Composante majeure du problème: une tendance à réagir à la diabolisation en fonction du positionnement politique de la personne qui la subit par rapport au nôtre - plutôt qu'en s'attaquant à la tactique. Il arrive d'entendre quelqu'un dénoncer la diabolisation que subit une telle personne tout en perpétuant parallèlement la diabolisation de telle autre personne, parce que celle-ci serait, selon eux, réellement "homophobe", "transphobe', "islamophobe", "raciste", "fasciste", "complotiste" etc. Pourtant, de prendre la défense d'une personne relativement à sa diabolisation, soit en défendant son intégrité ou sa liberté d'expression, n'équivaut pas à endosser les propos de cette personne, mais plutôt de défendre son droit de les exprimer.
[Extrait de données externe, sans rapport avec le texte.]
//! Metadata element service: the public lookup façade.
//!
//! Combines raw store reads with visibility rules and duplicate-cluster
//! resolution to answer "get by identifier" and "search by text".

use crate::{
    DuplicateClusterResolver, RelationshipTypeRegistry, ResolveError, ResolveResult,
    ResolverConfig, VisibilityPolicy,
};
use metagraph_model::{Entity, Guid, QueryFlags};
use metagraph_store::{collect_pages, EntityStore};
use std::collections::HashSet;
use std::sync::Arc;
use tracing::debug;

/// Resolves identifiers and text searches to representative entities.
///
/// Holds no per-request state: every call reads a fresh snapshot from the
/// store, so calls may run concurrently and retries are always safe.
pub struct MetadataElementService {
    store: Arc<dyn EntityStore>,
    resolver: DuplicateClusterResolver,
}

impl MetadataElementService {
    /// Creates the service and its cluster resolver.
    pub fn new(
        store: Arc<dyn EntityStore>,
        registry: Arc<RelationshipTypeRegistry>,
        config: ResolverConfig,
    ) -> Self {
        let resolver = DuplicateClusterResolver::new(Arc::clone(&store), registry, config);
        Self { store, resolver }
    }

    /// Returns the cluster resolver.
    pub fn resolver(&self) -> &DuplicateClusterResolver {
        &self.resolver
    }

    /// Returns the entity that represents `guid` under `flags`.
    ///
    /// - Unknown GUID, or a GUID whose own entity is hidden under `flags`
    ///   → `NotFound`.
    /// - `for_duplicate_processing`: the raw entity itself.
    /// - Otherwise: the visible winner of its duplicate cluster.
    pub fn get_by_guid(&self, guid: &Guid, flags: &QueryFlags) -> ResolveResult<Entity> {
        let Some(raw) = self.store.get_entity(guid)? else {
            return Err(ResolveError::NotFound { guid: *guid });
        };
        if !VisibilityPolicy::visible(&raw, flags) {
            debug!("{} is hidden under {:?}", guid, flags);
            return Err(ResolveError::NotFound { guid: *guid });
        }

        if flags.for_duplicate_processing {
            return Ok(raw);
        }

        let winner = self.resolver.resolve_entity(guid, flags)?;
        if winner.guid != *guid {
            debug!("{} resolved to duplicate {}", guid, winner.guid);
        }
        Ok(winner)
    }

    /// Searches by text and returns at most one entity per duplicate
    /// cluster touched by the raw matches.
    ///
    /// Every cluster with a raw match contributes its visible winner, even
    /// when the matching member itself is hidden. With
    /// `for_duplicate_processing` a cluster is instead represented by its
    /// first visible raw match. Clusters with nothing visible are skipped.
    /// Order follows the first contributing raw match of each cluster.
    pub fn find_by_text(
        &self,
        text: &str,
        type_filter: Option<&str>,
        flags: &QueryFlags,
    ) -> ResolveResult<Vec<Entity>> {
        let config = self.resolver.config();
        let matches = collect_pages(config.page_size, Some(config.max_search_results), |paging| {
            self.store.find_entities_by_text(text, type_filter, paging)
        })?;
        debug!("Text search {:?} returned {} raw matches", text, matches.len());

        let mut covered: HashSet<Guid> = HashSet::new();
        let mut results = Vec::new();

        for raw in matches {
            if covered.contains(&raw.guid) {
                continue;
            }
            if flags.for_duplicate_processing {
                if VisibilityPolicy::visible(&raw, flags) {
                    covered.extend(self.resolver.cluster(&raw.guid)?);
                    results.push(raw);
                }
                continue;
            }

            let members = self.resolver.cluster(&raw.guid)?;
            covered.extend(members.iter().copied());
            match self.resolver.winner_of(&raw.guid, &members, flags) {
                Ok(winner) => results.push(winner),
                Err(e) if e.is_not_found() => {
                    debug!("No visible member in the cluster of search match {}", raw.guid);
                }
                Err(e) => return Err(e),
            }
        }

        Ok(results)
    }
}
//! Command-line front end for the metagraph core.
//!
//! Loads a [`GraphSnapshot`] into an in-memory store and answers one query
//! against it. Every command produces a JSON value.

use anyhow::{Context, Result};
use clap::{Args, Parser, Subcommand};
use metagraph_context::{ContextEventBuilder, ContextGraphWalker};
use metagraph_model::{Guid, Instant, QueryFlags};
use metagraph_resolve::{MetadataElementService, MetagraphConfig, RelationshipTypeRegistry};
use metagraph_store::GraphSnapshot;
use serde_json::{json, Value};
use std::path::PathBuf;
use std::sync::Arc;
use tracing::info;

#[derive(Parser, Debug)]
#[command(name = "metagraph")]
#[command(about = "Resolve identities and context over a metadata instance graph")]
pub struct Cli {
    /// Instance graph snapshot (JSON)
    #[arg(short, long)]
    pub snapshot: PathBuf,

    /// Configuration file
    #[arg(short, long, default_value = "metagraph.toml")]
    pub config: PathBuf,

    /// Enable verbose debug logging
    #[arg(short, long)]
    pub verbose: bool,

    #[command(subcommand)]
    pub command: Command,
}

/// Query mode flags shared by `get` and `search`.
#[derive(Args, Debug, Clone, Default)]
pub struct FlagArgs {
    /// Include soft-deleted instances
    #[arg(long)]
    pub for_lineage: bool,

    /// Skip duplicate-cluster resolution
    #[arg(long)]
    pub for_duplicate_processing: bool,

    /// Only consider instances in effect at this time (RFC 3339)
    #[arg(long, value_parser = parse_instant)]
    pub effective_time: Option<Instant>,
}

impl From<&FlagArgs> for QueryFlags {
    fn from(args: &FlagArgs) -> Self {
        QueryFlags::default()
            .with_lineage(args.for_lineage)
            .with_duplicate_processing(args.for_duplicate_processing)
            .with_effective_time(args.effective_time)
    }
}

#[derive(Subcommand, Debug)]
pub enum Command {
    /// Resolve a GUID to its representative entity
    Get {
        guid: Guid,
        #[command(flatten)]
        flags: FlagArgs,
    },
    /// Search entity properties by regular expression
    Search {
        text: String,
        /// Only match entities of this type
        #[arg(long = "type")]
        type_name: Option<String>,
        #[command(flatten)]
        flags: FlagArgs,
    },
    /// List the duplicate cluster of a GUID
    Cluster { guid: Guid },
    /// Build table contexts for a column
    Context { guid: Guid },
}

fn parse_instant(s: &str) -> Result<Instant, String> {
    chrono::DateTime::parse_from_rfc3339(s)
        .map(|t| t.with_timezone(&chrono::Utc))
        .map_err(|e| format!("invalid RFC 3339 time {s:?}: {e}"))
}

/// Runs one command and returns its JSON result.
pub fn execute(cli: &Cli) -> Result<Value> {
    let config = MetagraphConfig::load_or_default(&cli.config);
    let snapshot = GraphSnapshot::load(&cli.snapshot)
        .with_context(|| format!("failed to load snapshot {:?}", cli.snapshot))?;
    let store = Arc::new(snapshot.into_store());
    let registry = Arc::new(RelationshipTypeRegistry::new(store.clone()));
    info!("Store ready: {} entities", store.entity_count());

    let service =
        MetadataElementService::new(store.clone(), Arc::clone(&registry), config.resolver.clone());

    let value = match &cli.command {
        Command::Get { guid, flags } => {
            let entity = service.get_by_guid(guid, &QueryFlags::from(flags))?;
            serde_json::to_value(entity)?
        }
        Command::Search {
            text,
            type_name,
            flags,
        } => {
            let found = service.find_by_text(text, type_name.as_deref(), &QueryFlags::from(flags))?;
            serde_json::to_value(found)?
        }
        Command::Cluster { guid } => {
            let members = service.resolver().cluster(guid)?;
            json!({ "guid": guid, "members": members })
        }
        Command::Context { guid } => {
            let walker = ContextGraphWalker::new(store, registry, &config);
            let contexts = ContextEventBuilder::new(walker).build(guid)?;
            serde_json::to_value(contexts)?
        }
    };
    Ok(value)
}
Question de solidarité, il serait préférable de déraciner la diabolisation en amont. Si on invalide le dénigrement d'une personnalité influente, on supprime aussi toutes les diabolisations par association qui en découlent en aval. Ceux qui cautionnent la diabolisation des individus qui se situent "à leur droite" pourraient être les prochains à se faire ostraciser par des militants sur leur gauche.

Ce qu'il faudrait honnir, c'est la diabolisation en tant que tactique. Parce que ce procédé diffamatoire s'inscrit dans un courant autoritariste qui ne tolère pas la diversité d'opinion: le progressisme intersectionnel [aboutissement politiquement correct].